# HG changeset patch
# Parent  60b6e820abe5d196508e2c0ddcfdae72805b4afa
Issue #28548: Parse HTTP request version even if too many words received

diff -r 60b6e820abe5 Lib/http/server.py
--- a/Lib/http/server.py	Fri Oct 28 19:01:46 2016 -0400
+++ b/Lib/http/server.py	Tue Nov 01 01:39:42 2016 +0000
@@ -267,8 +267,8 @@
         are in self.command, self.path, self.request_version and
         self.headers.
 
-        Return True for success, False for failure; on failure, an
-        error is sent back.
+        Return True for success, False for failure; on failure, any relevant
+        error response has already been sent back.
 
         """
         self.command = None  # set in case of error on the first line
@@ -278,10 +278,13 @@
         requestline = requestline.rstrip('\r\n')

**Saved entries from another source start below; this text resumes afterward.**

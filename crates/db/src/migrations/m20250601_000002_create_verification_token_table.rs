//! Create verification_token table migration.

use sea_orm_migration::prelude::*;

#[derive(DeriveMigrationName)]
pub struct Migration;

#[async_trait::async_trait]
impl MigrationTrait for Migration {
    async fn up(&self, manager: &SchemaManager) -> Result<(), DbErr> {
        manager
            .create_table(
                Table::create()
                    .table(VerificationToken::Table)
                    .if_not_exists()
                    .col(
                        ColumnDef::new(VerificationToken::Id)
                            .string_len(32)
                            .not_null()
                            .primary_key(),
                    )
                    .col(
                        ColumnDef::new(VerificationToken::Identifier)
                            .string_len(320)
                            .not_null(),
                    )
                    .col(ColumnDef::new(VerificationToken::Token).string_len(64).not_null())
                    .col(
                        ColumnDef::new(VerificationToken::Expires)
                            .timestamp_with_time_zone()
                            .not_null(),
                    )
                    .to_owned(),
            )
            .await?;

        manager
            .create_index(
                Index::create()
                    .name("idx_verification_token_token")
                    .table(VerificationToken::Table)
                    .col(VerificationToken::Token)
                    .unique()
                    .to_owned(),
            )
            .await?;

        manager
            .create_index(
                Index::create()
                    .name("idx_verification_token_identifier")
                    .table(VerificationToken::Table)
                    .col(VerificationToken::Identifier)
                    .to_owned(),
            )
            .await?;

        Ok(())
    }

    async fn down(&self, manager: &SchemaManager) -> Result<(), DbErr> {
        manager
            .drop_table(Table::drop().table(VerificationToken::Table).to_owned())
            .await
    }
}

#[derive(Iden)]
enum VerificationToken {
    Table,
    Id,
    Identifier,
    Token,
    Expires,
}
//! Email verification token repository.

use std::sync::Arc;

use chrono::{DateTime, Utc};
use sea_orm::{
    ColumnTrait, DatabaseConnection, EntityTrait, QueryFilter,
    prelude::DateTimeWithTimeZone,
};

use crate::entities::{VerificationToken, verification_token};
use finboard_common::{AppError, AppResult};

/// Repository for registration verification tokens.
#[derive(Clone)]
pub struct VerificationTokenRepository {
    db: Arc<DatabaseConnection>,
}

impl VerificationTokenRepository {
    /// Create a new verification token repository.
    #[must_use]
    pub const fn new(db: Arc<DatabaseConnection>) -> Self {
        Self { db }
    }

    /// Look a token up by its secret value.
    pub async fn find_by_token(&self, token: &str) -> AppResult<Option<verification_token::Model>> {
        VerificationToken::find()
            .filter(verification_token::Column::Token.eq(token))
            .one(self.db.as_ref())
            .await
            .map_err(|e| AppError::Database(e.to_string()))
    }

    /// Tokens whose expiry lies before `now`.
    pub async fn find_expired(
        &self,
        now: DateTime<Utc>,
    ) -> AppResult<Vec<verification_token::Model>> {
        VerificationToken::find()
            .filter(verification_token::Column::Expires.lt(DateTimeWithTimeZone::from(now)))
            .all(self.db.as_ref())
            .await
            .map_err(|e| AppError::Database(e.to_string()))
    }

    /// Delete a single token.
    pub async fn delete(&self, id: &str) -> AppResult<()> {
        VerificationToken::delete_by_id(id)
            .exec(self.db.as_ref())
            .await
            .map_err(|e| AppError::Database(e.to_string()))?;
        Ok(())
    }
}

         self.requestline = requestline
         words = requestline.split()
-        if len(words) == 3:
-            command, path, version = words
+        if len(words) == 0:
+            return False
+
+        if len(words) >= 3:  # Enough to determine protocol version
+            version = words[-1]
             try:
-                if version[:5] != 'HTTP/':
+                if not version.startswith('HTTP/'):
                     raise ValueError
                 base_version_number = version.split('/', 1)[1]
                 version_number = base_version_number.split(".")
@@ -306,22 +309,22 @@
                     HTTPStatus.HTTP_VERSION_NOT_SUPPORTED,
                     "Invalid HTTP version (%s)" % base_version_number)
                 return False
-        elif len(words) == 2:
-            command, path = words
+            self.request_version = version
+
+        if not 2 <= len(words) <= 3:
+            self.send_error(
+                HTTPStatus.BAD_REQUEST,
+                "Bad request syntax (%r)" % requestline)
+            return False
+        command, path = words[:2]
+        if len(words) == 2:
             self.close_connection = True
             if command != 'GET':
                 self.send_error(
                     HTTPStatus.BAD_REQUEST,
                     "Bad HTTP/0.9 request type (%r)" % command)
                 return False
-        elif not words:
-            return False
-        else:
-            self.send_error(
-                HTTPStatus.BAD_REQUEST,
-                "Bad request syntax (%r)" % requestline)
-            return False
-        self.command, self.path, self.request_version = command, path, version
+        self.command, self.path = command, path
 
         # Examine the headers and look for a Connection directive.
         try:
diff -r 60b6e820abe5 Lib/test/test_httpservers.py
--- a/Lib/test/test_httpservers.py	Fri Oct 28 19:01:46 2016 -0400
+++ b/Lib/test/test_httpservers.py	Tue Nov 01 01:39:42 2016 +0000
@@ -822,6 +822,16 @@
         self.assertEqual(result[0], b'<html><body>Data</body></html>\r\n')
         self.verify_get_called()
 
+    def test_extra_space(self):
+        result = self.send_typical_request(
+            b'GET /spaced out HTTP/1.1\r\n'
+            b'Host: dummy\r\n'
+            b'\r\n'
+        )
+        self.assertTrue(result[0].startswith(b'HTTP/1.1 400 '))
+        self.verify_expected_headers(result[1:result.index(b'\r\n')])
+        self.assertFalse(self.handler.get_called)
+
     def test_with_continue_1_0(self):
         result = self.send_typical_request(b'GET / HTTP/1.0\r\nExpect: 100-continue\r\n\r\n')
         self.verify_http_server_response(result[0])
diff -r 60b6e820abe5 Misc/NEWS
--- a/Misc/NEWS	Fri Oct 28 19:01:46 2016 -0400
+++ b/Misc/NEWS	Tue Nov 01 01:39:42 2016 +0000
@@ -99,6 +99,9 @@
 Library
 -------
 
+- Issue #28548: In the "http.server" module, parse the protocol version if
+  possible, to avoid using HTTP 0.9 in some error responses.
+
 - Issue #27275: Fixed implementation of pop() and popitem() methods in
   subclasses of accelerated OrderedDict.